Prof. Abdoldjavad Falaturi: „Ali Djan, wo sind meine Schlüssel?“
Prof. Falaturi lernte ich 1995 kennen, als er mit seiner 1973 in Köln gegründeten Islamwissenschaftlichen Akademie (IWA) nach Hamburg umgezogen war, weil die Akademie als An-Institut anerkannt und von der Stiftung der Al-Azhar finanziell gefördert werden sollte. Schließlich war er bereits in den 1960er Jahren als Prof. in Hamburg tätig gewesen und war Mitglied des „Hohen Rates“ (Majlis al-A´la) in Kairo.
Ich war zwar nur eine studentische Hilfskraft, aber er stellte mich überall als seinen wissenschaftlichen Assistenten vor. Als er 1996 verstarb, musste ich die Akademie bis Ende 1997 kommissarisch verwalten. Er war es, der mich motivierte, eine wissenschaftliche Karriere einzuschlagen.
Immer wenn er in die Akademie kam, widmete er sich zielstrebig einer Aufgabe, legte dabei aber immer sein Schlüsselbund irgendwo hin. Da er mit den Gedanken bei einem Fax nach Kairo oder einem Anruf nach Teheran war, konnte er sich nicht mehr an die Stelle erinnern, wo er die Schlüssel zuletzt abgelegt hatte. Oft suchten wir dann mit den Schwestern Pia Köppel oder Mariam Reißmann seine Schlüssel. Also nahm ich mir vor, wenn er zur Arbeit kam, ihn zu verfolgen und zu beobachten, wo er seine Schlüssel ablegte. Wenn er dann vor dem Gehen mit seinen Händen auf seine Jackentaschen schlug und mich fragte: „Ali Djan, wo sind meine Schlüssel?“, ging ich zielstrebig zu der Stelle und zeigte sie ihm. Er warf mir jedesmal einen erstaunten Blick zu gepaart mit Freude.
Er hatte mir einmal folgendes anvertraut: „Ich bin in meinem privaten Leben 12er-Schiit, lehrte aber 42 Jahre lang hanafitisches Recht. Wenn ich in Deutschland einen schiitischen Islam gelehrt hätte, würden viele einen Widerspruch zwischen der gelehrten und der von der Mehrheit der Muslime gelebten Wirklichkeit sehen.“ Seine besondere Haltung, die ihn als interdisziplinär arbeitenden Wissenschaftler auszeichnete, hatte sogar dazu geführt, dass seine Bücher im Iran für eine gewisse Zeit verboten wurden. Den Grund dafür schilderte er mir folgendermaßen: „Ich hatte gesagt, das für mich in der Geschichte des Islam, die interessantesten Persönlichkeiten nach dem Propheten, der Kalif Umar und Abu Hanifa waren.“
Für den interreligiösen Dialog habe ich vor allem von seinem Artikel: „Hermeneutik des Dialogs aus islamischer Sicht (Der Islam im Dialog, Hamburg 1996) profitiert.

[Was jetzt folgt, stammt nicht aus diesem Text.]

use super::{load_posts, BlogQuery, Post, PostSource};

/// The blog page's content state.
///
/// Posts are fetched the first time a wallet is seen connected. Disconnecting
/// locks the feed again; reconnecting fetches afresh.
pub struct BlogFeed<S> {
    source: S,
    posts: Vec<Post>,
    loaded: bool,
    unlocked: bool,
    query: BlogQuery,
}

impl<S: PostSource> BlogFeed<S> {
    pub fn new(source: S, per_page: usize) -> Self {
        Self {
            source,
            posts: Vec::new(),
            loaded: false,
            unlocked: false,
            query: BlogQuery::new(per_page),
        }
    }

    /// Applies the current wallet connection state.
    pub async fn sync_wallet(&mut self, connected: bool) {
        self.unlocked = connected;

        if !connected {
            self.loaded = false;
            return;
        }

        if !self.loaded {
            self.loaded = true;
            self.posts = load_posts(&self.source).await;
        }
    }

    /// True while the "wallet required" screen should be shown.
    pub fn is_locked(&self) -> bool {
        !self.unlocked
    }

    pub fn posts(&self) -> &[Post] {
        &self.posts
    }

    pub fn query(&self) -> &BlogQuery {
        &self.query
    }

    pub fn query_mut(&mut self) -> &mut BlogQuery {
        &mut self.query
    }

    /// Posts to render right now. Empty while locked.
    pub fn visible(&self) -> Vec<&Post> {
        if self.is_locked() {
            return Vec::new();
        }
        self.query.visible(&self.posts)
    }

    pub fn has_more(&self) -> bool {
        !self.is_locked() && self.query.has_more(&self.posts)
    }
}
use serde::{Deserialize, Serialize};

use crate::axis::AxisKind;
use crate::comparison::ComparisonOp;
use crate::rule::RuleError;

/// Decides whether a rule should raise for an observed base-action value.
///
/// Holds the reference value and, for single-axis criteria, the comparison
/// operator. Evaluation never mutates the evaluator; use
/// [`set_criteria`](Self::set_criteria) to change the reference.
#[derive(Debug, Clone, Copy, PartialEq, Serialize, Deserialize)]
pub struct CriteriaEvaluator<T> {
    criteria: T,
    #[serde(default, skip_serializing_if = "ComparisonOp::is_equals")]
    comparison: ComparisonOp,
}

impl<T: AxisKind> CriteriaEvaluator<T> {
    /// Evaluator raising when the observed value equals `criteria`.
    pub fn new(criteria: T) -> Self {
        Self {
            criteria,
            comparison: ComparisonOp::Equals,
        }
    }

    /// Evaluator with an explicit comparison. Ordering comparisons are only
    /// accepted for single-axis criteria.
    pub fn compared(criteria: T, comparison: ComparisonOp) -> Result<Self, RuleError> {
        let evaluator = Self {
            criteria,
            comparison,
        };
        evaluator.validate()?;
        Ok(evaluator)
    }

    pub fn criteria(&self) -> T {
        self.criteria
    }

    pub fn comparison(&self) -> ComparisonOp {
        self.comparison
    }

    pub fn set_criteria(&mut self, criteria: T) {
        self.criteria = criteria;
    }

    pub fn should_raise(&self, observed: T) -> bool {
        T::compare(observed, self.criteria, self.comparison)
    }

    pub(crate) fn validate(&self) -> Result<(), RuleError> {
        if !T::ORDERED && !self.comparison.is_equals() {
            return Err(RuleError::UnsupportedComparison {
                axis: T::AXIS,
                comparison: self.comparison,
            });
        }
        Ok(())
    }
}

impl CriteriaEvaluator<f32> {
    pub fn with_comparison(criteria: f32, comparison: ComparisonOp) -> Self {
        Self {
            criteria,
            comparison,
        }
    }
}
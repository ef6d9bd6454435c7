//! Rule profiles: the persisted form of the action table and the six rule lists.
//!
//! # Invariants
//! - A profile compiles only if every rule references registered actions,
//!   passes rule validation and is not a duplicate.
//! - Schema version mismatches fail closed.

mod document;
mod store;

pub use document::{
    CompiledProfile, PROFILE_SCHEMA_VERSION, ProfileDocument, RuleRecord, RulesProfile,
    partition_name,
};
pub use store::{ProfileError, ProfileFormat};

pub fn crate_info() -> &'static str {
    concat!(env!("CARGO_PKG_NAME"), " v", env!("CARGO_PKG_VERSION"))
}
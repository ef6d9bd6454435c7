use serde::{Deserialize, Serialize};
use std::fmt;

use crate::rule::RuleError;

/// How an observed scalar is compared against a rule's reference value.
#[derive(Debug, Clone, Copy, Default, PartialEq, Eq, Hash, Serialize, Deserialize)]
#[serde(rename_all = "snake_case")]
#[repr(i32)]
pub enum ComparisonOp {
    #[default]
    Equals = 0,
    LessThan = 1,
    LessThanOrEquals = 2,
    GreaterThan = 3,
    GreaterThanOrEquals = 4,
}

impl ComparisonOp {
    pub const ALL: [ComparisonOp; 5] = [
        ComparisonOp::Equals,
        ComparisonOp::LessThan,
        ComparisonOp::LessThanOrEquals,
        ComparisonOp::GreaterThan,
        ComparisonOp::GreaterThanOrEquals,
    ];

    pub fn is_equals(&self) -> bool {
        *self == ComparisonOp::Equals
    }

    /// Compare `observed` against `reference`.
    ///
    /// Equality is exact IEEE equality, no epsilon is applied.
    pub fn evaluate(self, observed: f32, reference: f32) -> bool {
        match self {
            ComparisonOp::Equals => observed == reference,
            ComparisonOp::LessThan => observed < reference,
            ComparisonOp::LessThanOrEquals => observed <= reference,
            ComparisonOp::GreaterThan => observed > reference,
            ComparisonOp::GreaterThanOrEquals => observed >= reference,
        }
    }
}

impl TryFrom<i32> for ComparisonOp {
    type Error = RuleError;

    fn try_from(raw: i32) -> Result<Self, Self::Error> {
        Self::ALL
            .into_iter()
            .find(|op| *op as i32 == raw)
            .ok_or_else(|| {
                RuleError::InvalidConfiguration(format!("comparison {raw} is not supported"))
            })
    }
}

impl fmt::Display for ComparisonOp {
    fn fmt(&self, f: &mut fmt::Formatter<'_>) -> fmt::Result {
        let s = match self {
            ComparisonOp::Equals => "==",
            ComparisonOp::LessThan => "<",
            ComparisonOp::LessThanOrEquals => "<=",
            ComparisonOp::GreaterThan => ">",
            ComparisonOp::GreaterThanOrEquals => ">=",
        };
        f.write_str(s)
    }
}
//! Input action rules: derive new actions from base-action values.
//!
//! A rule observes a base action and raises its rule action whenever the
//! observed value satisfies the rule's criteria.
//!
//! # Invariants
//! - Digital rule actions are raised and released strictly alternately per
//!   source, hand and action, starting with a raise.
//! - Continuous rule actions are re-raised on every update that satisfies the
//!   criteria and are never released.
//! - Criteria evaluation has no side effects.
//! - Only validated, non-duplicate rules reach the engine.

pub mod axis;
pub mod cache;
pub mod comparison;
pub mod criteria;
pub mod engine;
pub mod registry;
pub mod rule;
pub mod rule_set;

pub use axis::AxisKind;
pub use cache::{DigitalActionRaiseCache, RaiseCacheEntry};
pub use comparison::ComparisonOp;
pub use criteria::CriteriaEvaluator;
pub use engine::{ActionSink, RuleEngine, RuleEvent};
pub use registry::ActionRegistry;
pub use rule::{ActionRule, AnyRule, RuleError};
pub use rule_set::{RulePartition, RuleSet};

pub fn crate_info() -> &'static str {
    concat!(env!("CARGO_PKG_NAME"), " v", env!("CARGO_PKG_VERSION"))
}
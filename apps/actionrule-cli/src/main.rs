use actionrule_author::RuleEditor;
use actionrule_common::{ActionId, AxisType, AxisValue, Handedness, InputAction, Pose, SourceId};
use actionrule_input::{AnyRule, ComparisonOp, RuleEngine, RuleEvent};
use actionrule_profile::{ProfileDocument, partition_name};
use anyhow::{Context, bail};
use clap::{Parser, Subcommand};
use glam::{Quat, Vec2, Vec3};
use serde::Serialize;
use std::path::{Path, PathBuf};
use tracing_subscriber::EnvFilter;

#[derive(Debug, Parser)]
#[command(name = "actionrule-cli", about = "CLI tool for input action rule profiles")]
struct Cli {
    /// Enable verbose logging
    #[arg(short, long)]
    verbose: bool,

    #[command(subcommand)]
    command: Commands,
}

#[derive(Debug, Subcommand)]
enum Commands {
    /// Print version and crate info
    Info,
    /// Load and compile a profile, reporting its rules per axis
    Validate {
        /// Profile document (.yaml, .yml or .json)
        profile: PathBuf,
    },
    /// List base action candidates, or the rule actions a base can raise
    Actions {
        profile: PathBuf,
        /// Base action id to list compatible rule actions for
        #[arg(long)]
        base: Option<u32>,
    },
    /// Feed a sequence of base action values through the rule engine
    Simulate {
        profile: PathBuf,
        /// Base action id
        #[arg(long)]
        base: u32,
        /// Event source id
        #[arg(long, default_value = "1")]
        source: u32,
        /// Handedness of the source: none, left, right or both
        #[arg(long, default_value = "none")]
        hand: Handedness,
        /// Disconnect the source after the last value
        #[arg(long)]
        disconnect: bool,
        /// Print events as JSON lines
        #[arg(long)]
        json: bool,
        /// Values after `--`: true/false, 0.5, "x,y", "x,y,z", "x,y,z,w"
        /// or "px,py,pz,rx,ry,rz,rw"
        #[arg(required = true, last = true)]
        values: Vec<String>,
    },
    /// Add a rule to a profile and save it
    AddRule {
        profile: PathBuf,
        #[arg(long)]
        base: u32,
        #[arg(long)]
        rule: u32,
        /// Criteria compared for equality (defaults to the neutral value)
        #[arg(long, allow_hyphen_values = true)]
        criteria: Option<String>,
        /// Criteria rule value; enables the criteria rule
        #[arg(long, allow_hyphen_values = true)]
        criteria_rule: Option<String>,
        /// Criteria rule comparison: eq, lt, le, gt, ge
        #[arg(long, value_parser = parse_comparison, requires = "criteria_rule")]
        comparison: Option<ComparisonOp>,
    },
    /// Remove a rule from a profile and save it
    RemoveRule {
        profile: PathBuf,
        /// Rule list: digital, single_axis, dual_axis, vector_axis, quaternion_axis, pose_axis
        #[arg(long, value_parser = parse_partition)]
        axis: AxisType,
        #[arg(long)]
        index: usize,
    },
}

#[derive(Serialize)]
struct StepEvent<'a> {
    step: usize,
    #[serde(flatten)]
    event: &'a RuleEvent,
}

/// Events emitted per input step, plus the digital actions still raised at the end.
struct Simulation {
    steps: Vec<(usize, Vec<RuleEvent>)>,
    active: Vec<(SourceId, Handedness, InputAction)>,
}

fn main() -> anyhow::Result<()> {
    let cli = Cli::parse();

    let filter = if cli.verbose { "debug" } else { "info" };
    tracing_subscriber::fmt()
        .with_env_filter(EnvFilter::new(filter))
        .init();

    match cli.command {
        Commands::Info => {
            println!("actionrule-cli v{}", env!("CARGO_PKG_VERSION"));
            println!("common: {}", actionrule_common::crate_info());
            println!("input: {}", actionrule_input::crate_info());
            println!("profile: {}", actionrule_profile::crate_info());
            println!("author: {}", actionrule_author::crate_info());
        }
        Commands::Validate { profile } => {
            let doc = ProfileDocument::load(&profile)
                .with_context(|| format!("loading {}", profile.display()))?;
            let compiled = doc.compile()?;
            println!(
                "{}: {} actions, {} rules",
                profile.display(),
                compiled.registry.len(),
                compiled.rules.len()
            );
            for axis in AxisType::RULE_AXES {
                println!(
                    "  {:<16} {}",
                    partition_name(&axis),
                    compiled.rules.count(axis)
                );
            }
            for rule in compiled.rules.iter_any() {
                println!("  {}", describe_rule(&rule));
            }
        }
        Commands::Actions { profile, base } => {
            let compiled = ProfileDocument::load(&profile)?.compile()?;
            let actions = match base {
                Some(id) => {
                    let base = compiled.registry.resolve(ActionId(id))?;
                    println!("rule actions for {base}:");
                    compiled.registry.compatible_rule_actions(base)
                }
                None => {
                    println!("base action candidates:");
                    compiled.registry.base_action_candidates()
                }
            };
            for action in actions {
                println!(
                    "  {:>4}  {:<20} {}",
                    action.id.0, action.description, action.axis_constraint
                );
            }
        }
        Commands::Simulate {
            profile,
            base,
            source,
            hand,
            disconnect,
            json,
            values,
        } => {
            let sim = simulate(&profile, base, SourceId(source), hand, disconnect, &values)?;
            for (step, events) in &sim.steps {
                for event in events {
                    if json {
                        let line = StepEvent { step: *step, event };
                        println!("{}", serde_json::to_string(&line)?);
                    } else {
                        print_event(*step, event);
                    }
                }
            }
            if !json {
                for (source, handedness, action) in &sim.active {
                    println!("still raised: {action} on {source}/{handedness}");
                }
            }
        }
        Commands::AddRule {
            profile,
            base,
            rule,
            criteria,
            criteria_rule,
            comparison,
        } => {
            let (axis, index) = add_rule(
                &profile,
                base,
                rule,
                criteria.as_deref(),
                criteria_rule.as_deref(),
                comparison.unwrap_or_default(),
            )?;
            println!("added {} rule #{index}", partition_name(&axis));
        }
        Commands::RemoveRule {
            profile,
            axis,
            index,
        } => {
            let removed = remove_rule(&profile, axis, index)?;
            println!("removed #{index}: {}", describe_rule(&removed));
        }
    }

    Ok(())
}

fn simulate(
    profile: &Path,
    base: u32,
    source: SourceId,
    hand: Handedness,
    disconnect: bool,
    values: &[String],
) -> anyhow::Result<Simulation> {
    let compiled = ProfileDocument::load(profile)?.compile()?;
    let base = compiled.registry.resolve(ActionId(base))?.clone();
    let mut engine = RuleEngine::new(compiled.rules);

    let mut steps = Vec::new();
    for (i, raw) in values.iter().enumerate() {
        let value = parse_value(base.axis_constraint, raw)?;
        let mut events = Vec::new();
        engine.on_base_action_value(source, hand, &base, value, &mut events);
        steps.push((i + 1, events));
    }
    if disconnect {
        let mut events = Vec::new();
        engine.on_source_lost(source, &mut events);
        steps.push((values.len() + 1, events));
    }

    let active = engine
        .cache()
        .iter()
        .map(|(entry, action)| (entry.source, entry.handedness, action.clone()))
        .collect();
    Ok(Simulation { steps, active })
}

fn add_rule(
    profile: &Path,
    base: u32,
    rule: u32,
    criteria: Option<&str>,
    criteria_rule: Option<&str>,
    comparison: ComparisonOp,
) -> anyhow::Result<(AxisType, usize)> {
    let compiled = ProfileDocument::load(profile)?.compile()?;
    let (registry, mut rules) = (compiled.registry, compiled.rules);
    let mut editor = RuleEditor::new();
    editor.select_base_action(&registry, ActionId(base))?;
    editor.select_rule_action(&registry, ActionId(rule))?;
    let axis = editor.base_action().axis_constraint;
    if let Some(raw) = criteria {
        editor.set_criteria(parse_value(axis, raw)?)?;
    }
    if let Some(raw) = criteria_rule {
        editor.set_use_criteria_rule(true);
        editor.set_criteria_rule(parse_value(axis, raw)?)?;
        editor.set_comparison(comparison)?;
    }
    let index = editor.add_rule(&mut rules)?;
    ProfileDocument::from_parts(&registry, &rules).save(profile)?;
    Ok((axis, index))
}

fn remove_rule(profile: &Path, axis: AxisType, index: usize) -> anyhow::Result<AnyRule> {
    let compiled = ProfileDocument::load(profile)?.compile()?;
    let (registry, mut rules) = (compiled.registry, compiled.rules);
    let removed = RuleEditor::new().remove_rule(&mut rules, axis, index)?;
    ProfileDocument::from_parts(&registry, &rules).save(profile)?;
    Ok(removed)
}

fn describe_rule(rule: &AnyRule) -> String {
    format!(
        "{} {} -> {} when {}",
        partition_name(&rule.axis_type()),
        rule.base_action(),
        rule.rule_action(),
        rule.criteria()
    )
}

fn print_event(step: usize, event: &RuleEvent) {
    match event {
        RuleEvent::Raised {
            source,
            handedness,
            action,
            value,
        } => println!("step {step}: raise {action} on {source}/{handedness} value={value}"),
        RuleEvent::Released {
            source,
            handedness,
            action,
        } => println!("step {step}: release {action} on {source}/{handedness}"),
    }
}

fn parse_value(axis: AxisType, raw: &str) -> anyhow::Result<AxisValue> {
    let floats = |n: usize| -> anyhow::Result<Vec<f32>> {
        let parts = raw
            .split(',')
            .map(|p| {
                p.trim()
                    .parse::<f32>()
                    .with_context(|| format!("invalid number '{p}' in '{raw}'"))
            })
            .collect::<anyhow::Result<Vec<f32>>>()?;
        if parts.len() != n {
            bail!("{axis} value needs {n} components, got {} in '{raw}'", parts.len());
        }
        Ok(parts)
    };
    let value = match axis {
        AxisType::Digital => match raw.trim() {
            "true" | "1" | "on" => AxisValue::Digital(true),
            "false" | "0" | "off" => AxisValue::Digital(false),
            other => bail!("invalid digital value '{other}'"),
        },
        AxisType::SingleAxis => AxisValue::SingleAxis(floats(1)?[0]),
        AxisType::DualAxis => {
            let v = floats(2)?;
            AxisValue::DualAxis(Vec2::new(v[0], v[1]))
        }
        AxisType::ThreeDofPosition => {
            let v = floats(3)?;
            AxisValue::Position(Vec3::new(v[0], v[1], v[2]))
        }
        AxisType::ThreeDofRotation => {
            let v = floats(4)?;
            AxisValue::Rotation(Quat::from_xyzw(v[0], v[1], v[2], v[3]))
        }
        AxisType::SixDof => {
            let v = floats(7)?;
            AxisValue::Pose(Pose::new(
                Vec3::new(v[0], v[1], v[2]),
                Quat::from_xyzw(v[3], v[4], v[5], v[6]),
            ))
        }
        AxisType::None | AxisType::Raw => bail!("{axis} actions carry no typed value"),
    };
    Ok(value)
}

fn parse_comparison(raw: &str) -> Result<ComparisonOp, String> {
    match raw {
        "eq" | "==" => Ok(ComparisonOp::Equals),
        "lt" | "<" => Ok(ComparisonOp::LessThan),
        "le" | "<=" => Ok(ComparisonOp::LessThanOrEquals),
        "gt" | ">" => Ok(ComparisonOp::GreaterThan),
        "ge" | ">=" => Ok(ComparisonOp::GreaterThanOrEquals),
        other => Err(format!("unknown comparison '{other}'")),
    }
}

fn parse_partition(raw: &str) -> Result<AxisType, String> {
    AxisType::RULE_AXES
        .into_iter()
        .find(|axis| partition_name(axis) == raw)
        .ok_or_else(|| format!("unknown rule list '{raw}'"))
}
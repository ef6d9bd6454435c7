use actionrule_common::{ActionId, AxisType, AxisValue, InputAction};
use actionrule_input::{ActionRegistry, AnyRule, ComparisonOp, RuleError, RuleSet};

/// An editing command that can be applied to a rule set and reversed.
///
/// Each command carries the rule and its partition index so it can undo itself.
#[derive(Debug, Clone, PartialEq)]
pub enum EditCommand {
    /// Add a rule at `index`. Undo = remove it.
    AddRule { index: usize, rule: AnyRule },
    /// Remove the rule at `index`. Undo = re-insert it there.
    RemoveRule { index: usize, rule: AnyRule },
}

impl EditCommand {
    /// Produce the inverse command (for undo).
    pub fn inverse(&self) -> Self {
        match self {
            Self::AddRule { index, rule } => Self::RemoveRule {
                index: *index,
                rule: rule.clone(),
            },
            Self::RemoveRule { index, rule } => Self::AddRule {
                index: *index,
                rule: rule.clone(),
            },
        }
    }
}

/// Errors from edit operations.
#[derive(Debug, thiserror::Error)]
pub enum EditError {
    #[error("no base action selected")]
    NoBaseAction,
    #[error("no rule action selected")]
    NoRuleAction,
    #[error("no draft criteria for the selected base action")]
    NoDraftCriteria,
    #[error("draft value is {actual}, base action expects {expected}")]
    DraftMismatch { expected: AxisType, actual: AxisType },
    #[error(transparent)]
    Rule(#[from] RuleError),
}

/// Authoring session for one rule profile.
///
/// Holds the draft of the next rule (selected actions, criteria, optional
/// criteria rule) and the undo/redo history. The rule set itself is owned by
/// the caller and passed into each mutating operation.
#[derive(Debug, Clone)]
pub struct RuleEditor {
    base_action: InputAction,
    rule_action: InputAction,
    criteria: Option<AxisValue>,
    criteria_rule: Option<AxisValue>,
    comparison: ComparisonOp,
    use_criteria_rule: bool,
    undo_stack: Vec<EditCommand>,
    redo_stack: Vec<EditCommand>,
}

impl RuleEditor {
    /// Create a new editor with nothing selected.
    pub fn new() -> Self {
        Self {
            base_action: InputAction::NONE,
            rule_action: InputAction::NONE,
            criteria: None,
            criteria_rule: None,
            comparison: ComparisonOp::Equals,
            use_criteria_rule: false,
            undo_stack: Vec::new(),
            redo_stack: Vec::new(),
        }
    }

    pub fn base_action(&self) -> &InputAction {
        &self.base_action
    }

    pub fn rule_action(&self) -> &InputAction {
        &self.rule_action
    }

    pub fn criteria(&self) -> Option<AxisValue> {
        self.criteria
    }

    pub fn criteria_rule(&self) -> Option<AxisValue> {
        self.criteria_rule
    }

    pub fn comparison(&self) -> ComparisonOp {
        self.comparison
    }

    pub fn use_criteria_rule(&self) -> bool {
        self.use_criteria_rule
    }

    /// Clear the selection and draft values. History is kept.
    pub fn reset(&mut self) {
        self.base_action = InputAction::NONE;
        self.rule_action = InputAction::NONE;
        self.reset_criteria();
    }

    fn reset_criteria(&mut self) {
        let neutral = AxisValue::default_for(self.base_action.axis_constraint);
        self.criteria = neutral;
        self.criteria_rule = neutral;
        self.comparison = ComparisonOp::Equals;
        self.use_criteria_rule = false;
    }

    /// Select the base action. Drafts are reset to the neutral value of its
    /// axis, and a rule action it cannot raise is deselected.
    pub fn select_base_action(
        &mut self,
        registry: &ActionRegistry,
        id: ActionId,
    ) -> Result<(), EditError> {
        let action = registry.resolve(id)?;
        if !action.axis_constraint.can_seed_rules() {
            return Err(RuleError::UnsupportedBaseAxis {
                action: id,
                axis: action.axis_constraint,
            }
            .into());
        }
        self.base_action = action.clone();
        if self.rule_action == self.base_action
            || !self
                .rule_action
                .axis_constraint
                .is_compatible_rule_axis(self.base_action.axis_constraint)
        {
            self.rule_action = InputAction::NONE;
        }
        self.reset_criteria();
        Ok(())
    }

    /// Select the action to raise. Must be compatible with the base action.
    pub fn select_rule_action(
        &mut self,
        registry: &ActionRegistry,
        id: ActionId,
    ) -> Result<(), EditError> {
        if self.base_action.id.is_none() {
            return Err(EditError::NoBaseAction);
        }
        let action = registry.resolve(id)?;
        if *action == self.base_action {
            return Err(RuleError::SelfReferential(id).into());
        }
        if !action
            .axis_constraint
            .is_compatible_rule_axis(self.base_action.axis_constraint)
        {
            return Err(RuleError::IncompatibleRuleAction {
                base_axis: self.base_action.axis_constraint,
                rule_action: id,
                rule_axis: action.axis_constraint,
            }
            .into());
        }
        self.rule_action = action.clone();
        Ok(())
    }

    pub fn set_criteria(&mut self, value: AxisValue) -> Result<(), EditError> {
        self.check_draft(value)?;
        self.criteria = Some(value);
        Ok(())
    }

    pub fn set_criteria_rule(&mut self, value: AxisValue) -> Result<(), EditError> {
        self.check_draft(value)?;
        self.criteria_rule = Some(value);
        Ok(())
    }

    /// Set the criteria rule comparison. Only single-axis bases support ordering.
    pub fn set_comparison(&mut self, comparison: ComparisonOp) -> Result<(), EditError> {
        let axis = self.base_action.axis_constraint;
        if axis != AxisType::SingleAxis && !comparison.is_equals() {
            return Err(RuleError::UnsupportedComparison { axis, comparison }.into());
        }
        self.comparison = comparison;
        Ok(())
    }

    pub fn set_use_criteria_rule(&mut self, enabled: bool) {
        self.use_criteria_rule = enabled;
    }

    fn check_draft(&self, value: AxisValue) -> Result<(), EditError> {
        if self.base_action.id.is_none() {
            return Err(EditError::NoBaseAction);
        }
        let expected = self.base_action.axis_constraint;
        let actual = value.axis_type();
        if actual != expected {
            return Err(EditError::DraftMismatch { expected, actual });
        }
        Ok(())
    }

    /// Build the rule described by the current draft.
    pub fn draft_rule(&self) -> Result<AnyRule, EditError> {
        if self.base_action.id.is_none() {
            return Err(EditError::NoBaseAction);
        }
        if self.rule_action.id.is_none() {
            return Err(EditError::NoRuleAction);
        }
        let (Some(criteria), Some(criteria_rule)) = (self.criteria, self.criteria_rule) else {
            return Err(EditError::NoDraftCriteria);
        };
        Ok(AnyRule::from_parts(
            self.base_action.clone(),
            self.rule_action.clone(),
            criteria,
            self.use_criteria_rule,
            criteria_rule,
            self.comparison,
        )?)
    }

    /// Whether an equivalent rule is already configured.
    pub fn rule_exists(&self, rules: &RuleSet) -> bool {
        self.draft_rule()
            .map(|rule| rules.contains_any(&rule))
            .unwrap_or(false)
    }

    /// Whether [`add_rule`](Self::add_rule) would succeed.
    pub fn can_add_rule(&self, rules: &RuleSet) -> bool {
        self.draft_rule()
            .map(|rule| !rules.contains_any(&rule))
            .unwrap_or(false)
    }

    /// Add the drafted rule and push to undo stack. The draft criteria are reset.
    pub fn add_rule(&mut self, rules: &mut RuleSet) -> Result<usize, EditError> {
        let rule = self.draft_rule()?;
        let index = rules.insert_any(rule.clone())?;
        tracing::info!(
            base = %rule.base_action(),
            rule = %rule.rule_action(),
            axis = %rule.axis_type(),
            index,
            "rule added"
        );
        self.undo_stack.push(EditCommand::AddRule { index, rule });
        self.redo_stack.clear();
        self.reset_criteria();
        Ok(index)
    }

    /// Remove a rule and push to undo stack.
    pub fn remove_rule(
        &mut self,
        rules: &mut RuleSet,
        axis: AxisType,
        index: usize,
    ) -> Result<AnyRule, EditError> {
        let rule = rules.remove(axis, index)?;
        tracing::info!(axis = %axis, index, "rule removed");
        self.undo_stack.push(EditCommand::RemoveRule {
            index,
            rule: rule.clone(),
        });
        self.redo_stack.clear();
        Ok(rule)
    }

    /// Undo the last edit. Returns false if there was nothing to undo.
    pub fn undo(&mut self, rules: &mut RuleSet) -> Result<bool, EditError> {
        let Some(cmd) = self.undo_stack.pop() else {
            return Ok(false);
        };
        if let Err(e) = apply_command(rules, &cmd.inverse()) {
            self.undo_stack.push(cmd);
            return Err(e.into());
        }
        self.redo_stack.push(cmd);
        Ok(true)
    }

    /// Redo the last undone edit. Returns false if there was nothing to redo.
    pub fn redo(&mut self, rules: &mut RuleSet) -> Result<bool, EditError> {
        let Some(cmd) = self.redo_stack.pop() else {
            return Ok(false);
        };
        if let Err(e) = apply_command(rules, &cmd) {
            self.redo_stack.push(cmd);
            return Err(e.into());
        }
        self.undo_stack.push(cmd);
        Ok(true)
    }

    /// Number of operations on the undo stack.
    pub fn undo_count(&self) -> usize {
        self.undo_stack.len()
    }

    /// Number of operations on the redo stack.
    pub fn redo_count(&self) -> usize {
        self.redo_stack.len()
    }

    /// Whether there is an operation to undo.
    pub fn can_undo(&self) -> bool {
        !self.undo_stack.is_empty()
    }

    /// Whether there is an operation to redo.
    pub fn can_redo(&self) -> bool {
        !self.redo_stack.is_empty()
    }
}

impl Default for RuleEditor {
    fn default() -> Self {
        Self::new()
    }
}

fn apply_command(rules: &mut RuleSet, cmd: &EditCommand) -> Result<(), RuleError> {
    match cmd {
        EditCommand::AddRule { index, rule } => {
            rules.insert_any_at(*index, rule.clone())?;
        }
        EditCommand::RemoveRule { index, rule } => {
            rules.remove(rule.axis_type(), *index)?;
        }
    }
    Ok(())
}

Was ich von ihm gelernt habe, war folgende Methode: Er gab mir eine Aufgabe (z.B.: „Lies diesen Artikel von mir und sage mir, ob er Dir gefällt, bevor ich ihn veröffentliche!“) und sagte, wenn Du fertig bist, dann mache uns einen Tee und lass uns darüber sprechen (er trank am liebsten Kamillentee). Wenn ich etwas kritisierte, sagte er niemals: „Du dummer junger Student. Ich war 42 Jahre Professor, jetzt belehre ich Dich mal“, sondern stellte mir eine Frage, damit ich nachdachte. Z.B. stand in einem Text: „Das islamische Glaubenszeugnis lautet »Aschhadu an la ilaha illa Allah wa aschhadu anna Muhammadan rasulullah«“. Ich aber meinte: „Müsste es nicht »…Muhammadan abduhu wa rasuluhu lauten?«“. Er fragte nur: „Wie ist es beim Gebetsruf?“
Diese Methode versuche ich auch heute – so weit wie möglich – anzuwenden, um mein Gegenüber nicht zu belehren, sondern zum Nachdenken anzuregen.